• _EXERCISE PROMPT_:
Copy each line of the records below that has "stdout" in it.

**** DATASET RECORDS ****

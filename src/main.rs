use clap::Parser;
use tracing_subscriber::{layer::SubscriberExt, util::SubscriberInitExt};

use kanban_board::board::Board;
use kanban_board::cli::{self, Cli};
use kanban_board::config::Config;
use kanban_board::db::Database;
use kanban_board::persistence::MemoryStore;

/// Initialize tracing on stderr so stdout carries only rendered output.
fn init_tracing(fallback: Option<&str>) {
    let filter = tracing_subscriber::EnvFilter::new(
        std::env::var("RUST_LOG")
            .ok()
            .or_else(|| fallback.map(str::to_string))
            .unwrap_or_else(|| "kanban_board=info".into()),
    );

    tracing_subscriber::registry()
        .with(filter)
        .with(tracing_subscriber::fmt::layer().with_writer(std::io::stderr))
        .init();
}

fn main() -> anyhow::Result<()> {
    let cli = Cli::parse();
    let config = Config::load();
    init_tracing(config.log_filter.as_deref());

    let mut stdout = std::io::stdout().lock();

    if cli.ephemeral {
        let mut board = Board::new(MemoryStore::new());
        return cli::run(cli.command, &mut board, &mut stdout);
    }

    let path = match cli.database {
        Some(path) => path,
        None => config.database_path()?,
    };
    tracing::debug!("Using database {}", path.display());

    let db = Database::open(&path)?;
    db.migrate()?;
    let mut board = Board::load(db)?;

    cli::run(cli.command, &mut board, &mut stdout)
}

****

• _EXERCISE OUTPUT_:
/// Initialize tracing on stderr so stdout carries only rendered output.
    let mut stdout = std::io::stdout().lock();
        return cli::run(cli.command, &mut board, &mut stdout);
    cli::run(cli.command, &mut board, &mut stdout)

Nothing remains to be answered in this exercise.